CityHash/FarmHash
Python wrapper for FarmHash and
CityHash, a family of fast
non-cryptographic hash functions.

Getting Started
To install from PyPI:
pip install cityhash
To install in a Conda environment:
conda install -c conda-forge python-cityhash
The package exposes Python APIs for CityHash and FarmHash under cityhash and
farmhash namespaces, respectively. Each provides 32-, 64- and 128-bit
implementations.
Usage Examples
Stateless hashing
Usage example for FarmHash:
>>> from farmhash import FarmHash32, FarmHash64, FarmHash128
>>> FarmHash32("abc")
1961358185
>>> FarmHash64("abc")
2640714258260161385
>>> FarmHash128("abc")
76434233956484675513733017140465933893
Hardware-independent fingerprints
Fingerprints are seedless hashes that are guaranteed to be hardware- and
platform-independent. This can be useful for networking applications that
persist hashed values.
>>> from farmhash import Fingerprint128
>>> Fingerprint128("abc")
76434233956484675513733017140465933893
Incremental hashing
CityHash and FarmHash do not support incremental hashing and thus are not ideal
for hashing of long character streams. If you require incremental hashing,
consider another hashing library, such as
MetroHash or
xxHash.
Fast hashing of NumPy arrays
The Buffer Protocol allows
Python objects to expose their data as raw byte arrays for fast access without
having to copy to a separate location in memory.

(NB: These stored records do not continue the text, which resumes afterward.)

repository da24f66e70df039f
//! Cache Statistics Module
//!
//! Tracks cache performance metrics including hits, misses, and evictions.

use serde::Serialize;

// == Hit Counters ==
/// Raw counters maintained by the store.
#[derive(Debug, Clone, Copy, Default)]
pub struct HitCounters {
    pub hits: u64,
    pub misses: u64,
    pub evictions: u64,
}

impl HitCounters {
    pub fn record_hit(&mut self) {
        self.hits += 1;
    }

    pub fn record_miss(&mut self) {
        self.misses += 1;
    }

    pub fn record_eviction(&mut self) {
        self.evictions += 1;
    }
}

// == Cache Stats ==
/// Point-in-time cache statistics reported to the dashboard.
#[derive(Debug, Clone, PartialEq, Serialize)]
#[serde(rename_all = "camelCase")]
pub struct CacheStats {
    /// Current number of entries (live or not yet swept)
    pub size: usize,
    /// Configured capacity
    pub max_size: usize,
    pub hits: u64,
    pub misses: u64,
    /// `hits / (hits + misses) * 100`, or 0 before any read
    pub hit_rate: f64,
    /// Entries removed by LRU eviction
    pub evictions: u64,
}

impl CacheStats {
    /// Builds a snapshot from raw counters.
    pub fn snapshot(counters: HitCounters, size: usize, max_size: usize) -> Self {
        Self {
            size,
            max_size,
            hits: counters.hits,
            misses: counters.misses,
            hit_rate: hit_rate_percent(counters.hits, counters.misses),
            evictions: counters.evictions,
        }
    }
}

/// Calculates the hit rate as a percentage.
pub fn hit_rate_percent(hits: u64, misses: u64) -> f64 {
    let total = hits + misses;
    if total == 0 {
        0.0
    } else {
        hits as f64 / total as f64 * 100.0
    }
}

// == Unit Tests ==
#[cfg(test)]
mod tests {
    use super::*;

    #[test]
    fn test_hit_rate_no_requests() {
        assert_eq!(hit_rate_percent(0, 0), 0.0);
    }

    #[test]
    fn test_hit_rate_all_hits() {
        assert_eq!(hit_rate_percent(3, 0), 100.0);
    }

    #[test]
    fn test_hit_rate_mixed() {
        assert_eq!(hit_rate_percent(1, 1), 50.0);
        assert!((hit_rate_percent(1, 2) - 33.333).abs() < 0.01);
    }

    #[test]
    fn test_snapshot() {
        let mut counters = HitCounters::default();
        counters.record_hit();
        counters.record_hit();
        counters.record_hit();
        counters.record_miss();
        counters.record_eviction();

        let stats = CacheStats::snapshot(counters, 7, 10);
        assert_eq!(stats.size, 7);
        assert_eq!(stats.max_size, 10);
        assert_eq!(stats.hits, 3);
        assert_eq!(stats.misses, 1);
        assert_eq!(stats.hit_rate, 75.0);
        assert_eq!(stats.evictions, 1);
    }

    #[test]
    fn test_stats_serialize_camel_case() {
        let stats = CacheStats::snapshot(HitCounters::default(), 0, 100);
        let json = serde_json::to_value(&stats).unwrap();
        assert_eq!(json["maxSize"], 100);
        assert_eq!(json["hitRate"], 0.0);
    }
}
//! LRU Tracker Module
//!
//! Orders cache keys by recency of access so the store can pick a single
//! least recently used victim when it is full.

use std::collections::{BTreeMap, HashMap};

// == LRU Tracker ==
/// Tracks access order for LRU eviction.
///
/// Every touch stamps the key with a strictly increasing tick. Millisecond
/// `last_accessed` timestamps on entries can collide; ticks cannot, so the
/// oldest tick is always the unique least recently used key.
#[derive(Debug, Default)]
pub struct LruTracker {
    /// Key -> tick of its most recent touch
    ticks: HashMap<String, u64>,
    /// Tick -> key, oldest first
    order: BTreeMap<u64, String>,
    /// Next tick to hand out
    next_tick: u64,
}

impl LruTracker {
    // == Constructor ==
    /// Creates a new empty LRU tracker.
    pub fn new() -> Self {
        Self::default()
    }

    // == Touch ==
    /// Marks a key as most recently used, inserting it if unknown.
    pub fn touch(&mut self, key: &str) {
        let tick = self.next_tick;
        self.next_tick += 1;

        if let Some(previous) = self.ticks.insert(key.to_string(), tick) {
            self.order.remove(&previous);
        }
        self.order.insert(tick, key.to_string());
    }

    // == Remove ==
    /// Stops tracking a key. Unknown keys are ignored.
    pub fn remove(&mut self, key: &str) {
        if let Some(tick) = self.ticks.remove(key) {
            self.order.remove(&tick);
        }
    }

    // == Evict Oldest ==
    /// Returns and removes the least recently used key.
    pub fn evict_oldest(&mut self) -> Option<String> {
        let (_, key) = self.order.pop_first()?;
        self.ticks.remove(&key);
        Some(key)
    }

    // == Peek Oldest ==
    /// Returns the least recently used key without removing it.
    pub fn peek_oldest(&self) -> Option<&String> {
        self.order.values().next()
    }

    /// Forgets every key.
    pub fn clear(&mut self) {
        self.ticks.clear();
        self.order.clear();
    }

    pub fn len(&self) -> usize {
        self.ticks.len()
    }

    pub fn is_empty(&self) -> bool {
        self.ticks.is_empty()
    }

    pub fn contains(&self, key: &str) -> bool {
        self.ticks.contains_key(key)
    }
}

// == Unit Tests ==
#[cfg(test)]
mod tests {
    use super::*;

    #[test]
    fn test_lru_new() {
        let lru = LruTracker::new();
        assert!(lru.is_empty());
        assert_eq!(lru.peek_oldest(), None);
    }

    #[test]
    fn test_lru_touch_existing_key() {
        let mut lru = LruTracker::new();

        lru.touch("key1");
        lru.touch("key2");
        lru.touch("key3");
        lru.touch("key1");

        assert_eq!(lru.len(), 3);
        assert_eq!(lru.peek_oldest(), Some(&"key2".to_string()));
    }

    #[test]
    fn test_lru_eviction_order() {
        let mut lru = LruTracker::new();

        lru.touch("a");
        lru.touch("b");
        lru.touch("c");
        lru.touch("a");
        lru.touch("c");
        lru.touch("b");

        assert_eq!(lru.evict_oldest(), Some("a".to_string()));
        assert_eq!(lru.evict_oldest(), Some("c".to_string()));
        assert_eq!(lru.evict_oldest(), Some("b".to_string()));
        assert_eq!(lru.evict_oldest(), None);
        assert!(lru.is_empty());
    }

    #[test]
    fn test_lru_remove() {
        let mut lru = LruTracker::new();

        lru.touch("key1");
        lru.touch("key2");
        lru.remove("key1");
        lru.remove("nonexistent");

        assert_eq!(lru.len(), 1);
        assert!(!lru.contains("key1"));
        assert_eq!(lru.evict_oldest(), Some("key2".to_string()));
    }

    #[test]
    fn test_lru_touch_same_key_multiple_times() {
        let mut lru = LruTracker::new();

        lru.touch("key1");
        lru.touch("key1");
        lru.touch("key1");

        assert_eq!(lru.len(), 1);
        assert_eq!(lru.evict_oldest(), Some("key1".to_string()));
        assert!(lru.is_empty());
    }

    #[test]
    fn test_lru_clear() {
        let mut lru = LruTracker::new();
        lru.touch("a");
        lru.touch("b");
        lru.clear();
        assert!(lru.is_empty());
        assert_eq!(lru.evict_oldest(), None);
    }
}
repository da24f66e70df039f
//! Request DTOs for the dashboard API
//!
//! Defines the structure of incoming HTTP request bodies.

use regex::Regex;
use serde::Deserialize;

/// Maximum accepted length of an invalidation pattern
pub const MAX_PATTERN_LENGTH: usize = 256;

/// Request body for POST /cache/invalidate
#[derive(Debug, Clone, Deserialize)]
pub struct InvalidateRequest {
    /// Regular expression matched against cache keys
    pub pattern: String,
}

impl InvalidateRequest {
    /// Validates and compiles the pattern.
    ///
    /// Returns an error message if validation fails.
    pub fn compile(&self) -> Result<Regex, String> {
        if self.pattern.is_empty() {
            return Err("Pattern cannot be empty".to_string());
        }
        if self.pattern.len() > MAX_PATTERN_LENGTH {
            return Err(format!(
                "Pattern exceeds maximum length of {} characters",
                MAX_PATTERN_LENGTH
            ));
        }
        Regex::new(&self.pattern).map_err(|e| format!("Invalid pattern: {}", e))
    }
}

#[cfg(test)]
mod tests {
    use super::*;

    #[test]
    fn test_invalidate_request_deserialize() {
        let json = r#"{"pattern": "^api:GET:/blocks"}"#;
        let req: InvalidateRequest = serde_json::from_str(json).unwrap();
        assert_eq!(req.pattern, "^api:GET:/blocks");
        assert!(req.compile().unwrap().is_match("api:GET:/blocks/1"));
    }

    #[test]
    fn test_compile_empty_pattern() {
        let req = InvalidateRequest {
            pattern: "".to_string(),
        };
        assert!(req.compile().is_err());
    }

    #[test]
    fn test_compile_invalid_regex() {
        let req = InvalidateRequest {
            pattern: "(unclosed".to_string(),
        };
        assert!(req.compile().unwrap_err().contains("Invalid pattern"));
    }
}
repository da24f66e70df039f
//! Retry statistics.

use std::sync::atomic::{AtomicU64, Ordering};

use serde::Serialize;

/// Counters accumulated across every call made through one handler.
#[derive(Debug, Default)]
pub(crate) struct RetryCounters {
    total_requests: AtomicU64,
    total_attempts: AtomicU64,
    successful_retries: AtomicU64,
    failed_retries: AtomicU64,
}

impl RetryCounters {
    pub fn record_request(&self) {
        self.total_requests.fetch_add(1, Ordering::Relaxed);
    }

    pub fn record_attempt(&self) {
        self.total_attempts.fetch_add(1, Ordering::Relaxed);
    }

    pub fn record_successful_retry(&self) {
        self.successful_retries.fetch_add(1, Ordering::Relaxed);
    }

    pub fn record_failed_retry(&self) {
        self.failed_retries.fetch_add(1, Ordering::Relaxed);
    }

    pub fn reset(&self) {
        self.total_requests.store(0, Ordering::Relaxed);
        self.total_attempts.store(0, Ordering::Relaxed);
        self.successful_retries.store(0, Ordering::Relaxed);
        self.failed_retries.store(0, Ordering::Relaxed);
    }

    pub fn snapshot(&self) -> RetryStats {
        let total_requests = self.total_requests.load(Ordering::Relaxed);
        let total_attempts = self.total_attempts.load(Ordering::Relaxed);
        RetryStats {
            total_attempts,
            successful_retries: self.successful_retries.load(Ordering::Relaxed),
            failed_retries: self.failed_retries.load(Ordering::Relaxed),
            total_requests,
            average_attempts: if total_requests == 0 {
                0.0
            } else {
                total_attempts as f64 / total_requests as f64
            },
        }
    }
}

/// Retry statistics reported to the dashboard.
#[derive(Debug, Clone, PartialEq, Serialize)]
#[serde(rename_all = "camelCase")]
pub struct RetryStats {
    /// Invocations of the wrapped operation, first tries included
    pub total_attempts: u64,
    /// Calls that succeeded after at least one retry
    pub successful_retries: u64,
    /// Calls that failed for good (non-retryable or exhausted)
    pub failed_retries: u64,
    /// Calls to `execute`
    pub total_requests: u64,
    /// `total_attempts / total_requests`, or 0 before any call
    pub average_attempts: f64,
}

#[cfg(test)]
mod tests {
    use super::*;

    #[test]
    fn test_average_attempts() {
        let counters = RetryCounters::default();
        assert_eq!(counters.snapshot().average_attempts, 0.0);

        counters.record_request();
        counters.record_attempt();
        counters.record_request();
        counters.record_attempt();
        counters.record_attempt();
        counters.record_attempt();

        let stats = counters.snapshot();
        assert_eq!(stats.total_requests, 2);
        assert_eq!(stats.total_attempts, 4);
        assert_eq!(stats.average_attempts, 2.0);

        counters.reset();
        assert_eq!(counters.snapshot().total_attempts, 0);
    }
}
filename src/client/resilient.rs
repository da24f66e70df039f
//! Resilient client: breaker ⊃ retry ⊃ cache composition.

use std::future::Future;
use std::time::Duration;

use regex::Regex;
use tracing::info;

use super::ClientStats;
use crate::breaker::{CircuitBreaker, CircuitBreakerConfig};
use crate::cache::{CacheConfig, CacheManager};
use crate::config::Config;
use crate::error::Result;
use crate::retry::{RetryConfig, RetryHandler};

/// Owns one breaker, one retry handler and one cache for a single upstream.
///
/// Instances are independent; build one per upstream dependency.
#[derive(Debug)]
pub struct ResilientClient<V> {
    breaker: CircuitBreaker,
    retry: RetryHandler,
    cache: CacheManager<V>,
}

impl<V: Clone> ResilientClient<V> {
    pub fn new(
        name: impl Into<String>,
        breaker: CircuitBreakerConfig,
        retry: RetryConfig,
        cache: &CacheConfig,
    ) -> Self {
        Self {
            breaker: CircuitBreaker::new(name, breaker),
            retry: RetryHandler::new(retry),
            cache: CacheManager::new(cache),
        }
    }

    /// Builds the client from the resilience sections of `config`.
    pub fn from_config(name: impl Into<String>, config: &Config) -> Self {
        Self::new(
            name,
            config.breaker.clone(),
            config.retry.clone(),
            &config.cache,
        )
    }

    /// Runs `fetch` through the breaker, the retry handler and the cache.
    ///
    /// A cached value for `key` is returned without calling `fetch`; a fresh
    /// value is cached under `ttl` (default TTL when `None`).
    ///
    /// # Errors
    /// - [`CircuitOpen`](crate::error::ResilienceError::CircuitOpen) while the breaker sheds load
    /// - [`RetryExhausted`](crate::error::ResilienceError::RetryExhausted) when every attempt failed transiently
    /// - the fetch error itself when it is not retryable
    pub async fn execute<F, Fut>(&self, key: &str, ttl: Option<Duration>, fetch: F) -> Result<V>
    where
        F: Fn() -> Fut,
        Fut: Future<Output = Result<V>>,
    {
        self.breaker
            .execute(|| {
                self.retry
                    .execute(|| self.cache.get_or_set(key, &fetch, ttl))
            })
            .await
    }

    /// Runs `fetch` through the breaker and the retry handler, bypassing the
    /// cache. For operations whose results must not be reused.
    pub async fn execute_uncached<F, Fut, T>(&self, fetch: F) -> Result<T>
    where
        F: Fn() -> Fut,
        Fut: Future<Output = Result<T>>,
    {
        self.breaker
            .execute(|| self.retry.execute(&fetch))
            .await
    }

    // == Dashboard Surface ==

    pub fn stats(&self) -> ClientStats {
        ClientStats {
            circuit_breaker: self.breaker.stats(),
            cache: self.cache.stats(),
            retry: self.retry.stats(),
        }
    }

    pub fn clear_cache(&self) {
        self.cache.clear();
        info!(circuit = %self.breaker.name(), "Cache cleared");
    }

    /// Removes cached keys matching `pattern`, returning the count removed.
    pub fn invalidate_cache(&self, pattern: &Regex) -> usize {
        let removed = self.cache.invalidate_pattern(pattern);
        info!(pattern = %pattern, removed, "Cache entries invalidated");
        removed
    }

    pub fn reset_circuit_breaker(&self) {
        self.breaker.reset();
    }

    pub fn force_circuit_breaker_open(&self) {
        self.breaker.force_open();
    }

    pub fn breaker(&self) -> &CircuitBreaker {
        &self.breaker
    }

    pub fn retry_handler(&self) -> &RetryHandler {
        &self.retry
    }

    pub fn cache(&self) -> &CacheManager<V> {
        &self.cache
    }
}

impl<V: Clone + Send + 'static> ResilientClient<V> {
    /// Starts background maintenance (the cache sweeper).
    pub fn start(&self) {
        self.cache.start();
    }

    /// Stops background maintenance.
    pub fn shutdown(&self) {
        self.cache.stop();
    }
}
//! Background Tasks Module
//!
//! Contains background tasks that run periodically while a client is alive.
//!
//! # Tasks
//! - Cache sweep: removes expired cache entries at a configured interval

mod sweep;

pub use sweep::spawn_sweep_task;
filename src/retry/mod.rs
//! Retry Module
//!
//! Retries fallible async operations with exponential back-off and jitter,
//! retrying only errors classified as transient.

mod classify;
mod handler;
mod stats;

pub use classify::{is_transient_network_message, DEFAULT_RETRYABLE_STATUS_CODES};
pub use handler::{OnRetry, RetryConfig, RetryHandler};
pub use stats::RetryStats;
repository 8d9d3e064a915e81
use crate::types::{Rgb, TextStyle};

#[derive(Debug, Clone, Copy, PartialEq, Eq)]
pub struct Cell {
    pub char: char,
    pub fg: Rgb,
    pub bg: Rgb,
    pub style: TextStyle,
    pub wide_continuation: bool,
}

impl Default for Cell {
    fn default() -> Self {
        Self {
            char: ' ',
            fg: Rgb::new(255, 255, 255),
            bg: Rgb::new(0, 0, 0),
            style: TextStyle::new(),
            wide_continuation: false,
        }
    }
}

impl Cell {
    pub fn new(char: char) -> Self {
        Self {
            char,
            ..Default::default()
        }
    }

    pub fn with_fg(mut self, fg: Rgb) -> Self {
        self.fg = fg;
        self
    }

    pub fn with_bg(mut self, bg: Rgb) -> Self {
        self.bg = bg;
        self
    }

    pub fn with_style(mut self, style: TextStyle) -> Self {
        self.style = style;
        self
    }
}
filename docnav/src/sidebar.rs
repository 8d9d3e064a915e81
//! The sidebar builder: recursive construction of the navigation widget
//! tree, plus the post-build scroll that brings the current page into view.

use navdom::{Edges, Element, LayoutResult, ScrollState, Style};

use crate::address::{same_page, strip_fragment, Resolver};
use crate::nav::NavItem;

/// Data key carrying the visual-state markers, the element-tree analog of a
/// CSS class.
pub const CLASS_KEY: &str = "class";
/// Marker for the widget whose address matches the current page.
pub const CLASS_CURRENT: &str = "current";
/// Marker for sections on the path down to the current page.
pub const CLASS_CURRENT_PATH: &str = "current-path";

/// State owned by a single render pass: the resolver, the page being looked
/// for, and the marker for the one widget that matched it.
pub struct RenderPass<'a> {
    resolver: &'a Resolver,
    current_page: String,
    current_id: Option<String>,
    path: Vec<usize>,
}

impl<'a> RenderPass<'a> {
    pub fn new(resolver: &'a Resolver, current_address: &str) -> Self {
        Self {
            resolver,
            current_page: strip_fragment(current_address).to_string(),
            current_id: None,
            path: Vec::new(),
        }
    }

    /// Id of the widget marked as the current page, if one matched.
    pub fn current_id(&self) -> Option<&str> {
        self.current_id.as_deref()
    }

    /// Stable id for the widget at the current tree position, so repeated
    /// passes over the same forest produce identical trees.
    fn widget_id(&self, part: &str) -> String {
        let mut id = String::from("nav");
        for index in &self.path {
            id.push('-');
            id.push_str(&index.to_string());
        }
        if !part.is_empty() {
            id.push('-');
            id.push_str(part);
        }
        id
    }
}

/// Build the sidebar into `container`, returning the current widget's id.
///
/// Top-level entries render in order against the same container, with one
/// marker threaded through the whole pass; the first match wins.
pub fn build_sidebar(
    container: &mut Element,
    forest: &[NavItem],
    resolver: &Resolver,
    current_address: &str,
) -> Option<String> {
    let mut pass = RenderPass::new(resolver, current_address);

    for (index, item) in forest.iter().enumerate() {
        pass.path.push(index);
        render_node(container, item, &mut pass);
        pass.path.pop();
    }

    match &pass.current_id {
        Some(id) => log::debug!("[sidebar] current page entry: {id}"),
        None => log::debug!("[sidebar] current page not in navigation"),
    }
    pass.current_id
}

/// Render one navigation entry into `container`.
///
/// Returns whether this subtree contains the current page, so the caller
/// can mark itself open. All structure goes into `container`; the boolean
/// is the only other output.
pub fn render_node(container: &mut Element, node: &NavItem, pass: &mut RenderPass) -> bool {
    // Entry line: a link for addressable entries, a plain label otherwise.
    let (entry, is_current) = match node.link() {
        Some(href) => {
            let resolved = pass.resolver.resolve(href);
            let id = pass.widget_id("link");
            let is_current = same_page(&resolved, &pass.current_page) && pass.current_id.is_none();

            let mut link = Element::link(&node.title, resolved).id(&id);
            if is_current {
                link = link
                    .data(CLASS_KEY, CLASS_CURRENT)
                    .style(Style::new().bold().underline());
                pass.current_id = Some(id);
            }
            (link, is_current)
        }
        None => (
            Element::text(&node.title)
                .id(pass.widget_id("label"))
                .style(Style::new().dim()),
            false,
        ),
    };

    let mut contains_current = is_current;

    // Childless entries are leaves, addressable or not.
    if node.children.is_empty() {
        container.append(entry);
        return contains_current;
    }

    // Entries with children become a collapsible section: a summary line
    // holding the entry, plus an indented body with the child widgets.
    let mut summary = Element::row()
        .id(pass.widget_id("summary"))
        .clickable(true)
        .child(entry);
    if is_current {
        summary = summary.data(CLASS_KEY, CLASS_CURRENT);
    }

    let mut body = Element::col()
        .id(pass.widget_id("body"))
        .padding(Edges::left(2));
    for (index, child) in node.children.iter().enumerate() {
        pass.path.push(index);
        if render_node(&mut body, child, pass) {
            contains_current = true;
        }
        pass.path.pop();
    }

    let mut section = Element::details()
        .id(pass.widget_id(""))
        .child(summary)
        .child(body);
    if contains_current {
        section = section.open(true).data(CLASS_KEY, CLASS_CURRENT_PATH);
    }

    container.append(section);
    contains_current
}

/// Center the current-page widget in the sidebar viewport on both axes,
/// with no animated transition. A no-op when nothing matched or the
/// geometry is missing. Must run after the whole tree has been laid out,
/// so the target's position is final.
pub fn scroll_to_current(
    scroll: &mut ScrollState,
    layout: &LayoutResult,
    sidebar_id: &str,
    current_id: Option<&str>,
) {
    let Some(current_id) = current_id else {
        return;
    };
    let Some(target) = layout.get(current_id) else {
        return;
    };
    let Some(viewport) = layout.viewport(sidebar_id) else {
        return;
    };
    let Some(content) = layout.content_size(sidebar_id) else {
        return;
    };

    scroll.center_on(sidebar_id, *target, viewport, content);
}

NumPy is one well-known
library that extensively uses this protocol.
All hashing functions in this package will read byte arrays from objects that
expose them via the buffer protocol. Here is an example showing hashing of a
four-dimensional NumPy array:
>>> import numpy as np
>>> from farmhash import FarmHash64
>>> arr = np.zeros((256, 256, 4))
>>> FarmHash64(arr)
1550282412043536862
The NumPy arrays need to be contiguous for this to work. To convert a
non-contiguous array, use NumPy's ascontiguousarray() function.
SSE4.2 support
For x86-64 platforms, the PyPI repository for this package includes wheels
compiled with SSE4.2 support. The 32- and 64-bit (but not the 128-bit)
variants of FarmHash significantly benefit from SSE4.2 instructions.
The vanilla CityHash functions (under cityhash module) do not take advantage
of SSE4.2. Instead, one can use the cityhashcrc module provided with this
package which exposes 128- and 256-bit CRC functions that do harness SSE4.2.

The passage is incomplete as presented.